| EXERCISE |
What is needed is an exact transcription of every record below.

| INFORMATION PROVIDED |
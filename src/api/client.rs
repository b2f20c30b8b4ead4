use crate::actor::ActorClient;
use crate::affinity::AssignmentSet;
use crate::api::event_bus::ExchangeEventListener;
use crate::api::{AdminRequest, AdminResponse};
use crate::discovery::DiscoveryFeed;
use crate::exchange::{AwaitExchangeError, ExchangeStateListener, ExchangeSummary};
use crate::partition::{PartitionKey, PartitionSnapshot, PartitionState, PartitionStateReader};
use crate::topology::{NodeId, TopologyVersion};
use crate::transport::{MessageInbox, RpcServerShutdownHandle};
use crate::txn::{GuardError, PartitionReady, TransactionContinuityGuard};
use std::sync::Arc;

/// One node of the data grid: its exchange worker, partition table, and transaction guard.
///
/// Dropping the node stops its exchange worker and, if it has one, its gRPC server.
pub struct GridNode {
    id: NodeId,
    actor_client: ActorClient,
    store: PartitionStateReader,
    guard: Arc<TransactionContinuityGuard>,
    listener: ExchangeStateListener,
    inbox: MessageInbox,
    feed: DiscoveryFeed,
    _server_shutdown: Option<RpcServerShutdownHandle>,
}

#[derive(Debug, thiserror::Error)]
pub enum NodeRequestError {
    #[error("Node has stopped")]
    NodeStopped,
    #[error("Node halted: {0}")]
    Halted(String),
    #[error("Partition {key} is not moving on this node ({state:?})")]
    NotMoving {
        key: PartitionKey,
        state: Option<PartitionState>,
    },
    // Retry once `await_exchange()` returns for this version.
    #[error("Exchange for {0} is in progress")]
    ExchangeInProgress(TopologyVersion),
}

impl GridNode {
    #[allow(clippy::too_many_arguments)]
    pub(crate) fn new(
        id: NodeId,
        actor_client: ActorClient,
        store: PartitionStateReader,
        guard: Arc<TransactionContinuityGuard>,
        listener: ExchangeStateListener,
        inbox: MessageInbox,
        feed: DiscoveryFeed,
        server_shutdown: Option<RpcServerShutdownHandle>,
    ) -> Self {
        GridNode {
            id,
            actor_client,
            store,
            guard,
            listener,
            inbox,
            feed,
            _server_shutdown: server_shutdown,
        }
    }

    pub fn id(&self) -> &NodeId {
        &self.id
    }

    /// Hand this to the discovery layer when joining.
    pub fn discovery_feed(&self) -> DiscoveryFeed {
        self.feed.clone()
    }

    /// Where an in-process transport delivers messages for this node.
    pub fn message_inbox(&self) -> MessageInbox {
        self.inbox.clone()
    }

    pub fn current_version(&self) -> TopologyVersion {
        self.store.version()
    }

    pub fn partition_table(&self) -> Arc<PartitionSnapshot> {
        self.store.snapshot()
    }

    pub fn partition_reader(&self) -> PartitionStateReader {
        self.store.clone()
    }

    /// Assignment in effect at `version`, while it is still retained.
    pub fn current_assignment(&self, version: TopologyVersion) -> Option<AssignmentSet> {
        self.store.assignment_at(version)
    }

    /// Local replicas still receiving data.
    pub fn moving_partitions(&self) -> Vec<PartitionKey> {
        let snapshot = self.store.snapshot();
        snapshot
            .partitions()
            .iter()
            .flat_map(|(group, map)| {
                map.local_partitions(&self.id)
                    .into_iter()
                    .filter(|(_, state)| *state == PartitionState::Moving)
                    .map(move |(partition, _)| PartitionKey::new(group.clone(), partition))
            })
            .collect()
    }

    pub fn transactions(&self) -> &TransactionContinuityGuard {
        &self.guard
    }

    pub async fn await_partition_ready(&self, key: &PartitionKey) -> Result<PartitionReady, GuardError> {
        self.guard.await_partition_ready(key).await
    }

    /// Data movement for `key` finished locally. Returns the version the replica became OWNING at.
    pub async fn complete_rebalance(&self, key: PartitionKey) -> Result<TopologyVersion, NodeRequestError> {
        self.actor_client.rebalance_completed(key).await
    }

    pub fn last_exchange(&self) -> Option<Arc<ExchangeSummary>> {
        self.listener.current().last
    }

    pub fn halted(&self) -> Option<String> {
        self.listener.current().halted
    }

    /// Waits for the exchange whose result covers `version`. A coordinator change restarts the
    /// exchange; this keeps waiting for the restarted one.
    pub async fn await_exchange(&self, version: TopologyVersion) -> Result<Arc<ExchangeSummary>, AwaitExchangeError> {
        loop {
            match self.actor_client.await_exchange(version).await {
                Err(AwaitExchangeError::Superseded { .. }) => continue,
                result => return result,
            }
        }
    }

    pub async fn admin(&self, request: AdminRequest) -> Result<AdminResponse, NodeRequestError> {
        self.actor_client.admin(request).await
    }

    pub fn event_listener(&self) -> ExchangeEventListener {
        ExchangeEventListener::new(self.listener.clone())
    }
}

| RESULT |
filename src/api/client.rs
repository b2f20c30b8b4ead4
use crate::actor::ActorClient;
use crate::affinity::AssignmentSet;
use crate::api::event_bus::ExchangeEventListener;
use crate::api::{AdminRequest, AdminResponse};
use crate::discovery::DiscoveryFeed;
use crate::exchange::{AwaitExchangeError, ExchangeStateListener, ExchangeSummary};
use crate::partition::{PartitionKey, PartitionSnapshot, PartitionState, PartitionStateReader};
use crate::topology::{NodeId, TopologyVersion};
use crate::transport::{MessageInbox, RpcServerShutdownHandle};
use crate::txn::{GuardError, PartitionReady, TransactionContinuityGuard};
use std::sync::Arc;

/// One node of the data grid: its exchange worker, partition table, and transaction guard.
///
/// Dropping the node stops its exchange worker and, if it has one, its gRPC server.
pub struct GridNode {
    id: NodeId,
    actor_client: ActorClient,
    store: PartitionStateReader,
    guard: Arc<TransactionContinuityGuard>,
    listener: ExchangeStateListener,
    inbox: MessageInbox,
    feed: DiscoveryFeed,
    _server_shutdown: Option<RpcServerShutdownHandle>,
}

#[derive(Debug, thiserror::Error)]
pub enum NodeRequestError {
    #[error("Node has stopped")]
    NodeStopped,
    #[error("Node halted: {0}")]
    Halted(String),
    #[error("Partition {key} is not moving on this node ({state:?})")]
    NotMoving {
        key: PartitionKey,
        state: Option<PartitionState>,
    },
    // Retry once `await_exchange()` returns for this version.
    #[error("Exchange for {0} is in progress")]
    ExchangeInProgress(TopologyVersion),
}

impl GridNode {
    #[allow(clippy::too_many_arguments)]
    pub(crate) fn new(
        id: NodeId,
        actor_client: ActorClient,
        store: PartitionStateReader,
        guard: Arc<TransactionContinuityGuard>,
        listener: ExchangeStateListener,
        inbox: MessageInbox,
        feed: DiscoveryFeed,
        server_shutdown: Option<RpcServerShutdownHandle>,
    ) -> Self {
        GridNode {
            id,
            actor_client,
            store,
            guard,
            listener,
            inbox,
            feed,
            _server_shutdown: server_shutdown,
        }
    }

    pub fn id(&self) -> &NodeId {
        &self.id
    }

    /// Hand this to the discovery layer when joining.
    pub fn discovery_feed(&self) -> DiscoveryFeed {
        self.feed.clone()
    }

    /// Where an in-process transport delivers messages for this node.
    pub fn message_inbox(&self) -> MessageInbox {
        self.inbox.clone()
    }

    pub fn current_version(&self) -> TopologyVersion {
        self.store.version()
    }

    pub fn partition_table(&self) -> Arc<PartitionSnapshot> {
        self.store.snapshot()
    }

    pub fn partition_reader(&self) -> PartitionStateReader {
        self.store.clone()
    }

    /// Assignment in effect at `version`, while it is still retained.
    pub fn current_assignment(&self, version: TopologyVersion) -> Option<AssignmentSet> {
        self.store.assignment_at(version)
    }

    /// Local replicas still receiving data.
    pub fn moving_partitions(&self) -> Vec<PartitionKey> {
        let snapshot = self.store.snapshot();
        snapshot
            .partitions()
            .iter()
            .flat_map(|(group, map)| {
                map.local_partitions(&self.id)
                    .into_iter()
                    .filter(|(_, state)| *state == PartitionState::Moving)
                    .map(move |(partition, _)| PartitionKey::new(group.clone(), partition))
            })
            .collect()
    }

    pub fn transactions(&self) -> &TransactionContinuityGuard {
        &self.guard
    }

    pub async fn await_partition_ready(&self, key: &PartitionKey) -> Result<PartitionReady, GuardError> {
        self.guard.await_partition_ready(key).await
    }

    /// Data movement for `key` finished locally. Returns the version the replica became OWNING at.
    pub async fn complete_rebalance(&self, key: PartitionKey) -> Result<TopologyVersion, NodeRequestError> {
        self.actor_client.rebalance_completed(key).await
    }

    pub fn last_exchange(&self) -> Option<Arc<ExchangeSummary>> {
        self.listener.current().last
    }

    pub fn halted(&self) -> Option<String> {
        self.listener.current().halted
    }

    /// Waits for the exchange whose result covers `version`. A coordinator change restarts the
    /// exchange; this keeps waiting for the restarted one.
    pub async fn await_exchange(&self, version: TopologyVersion) -> Result<Arc<ExchangeSummary>, AwaitExchangeError> {
        loop {
            match self.actor_client.await_exchange(version).await {
                Err(AwaitExchangeError::Superseded { .. }) => continue,
                result => return result,
            }
        }
    }

    pub async fn admin(&self, request: AdminRequest) -> Result<AdminResponse, NodeRequestError> {
        self.actor_client.admin(request).await
    }

    pub fn event_listener(&self) -> ExchangeEventListener {
        ExchangeEventListener::new(self.listener.clone())
    }
}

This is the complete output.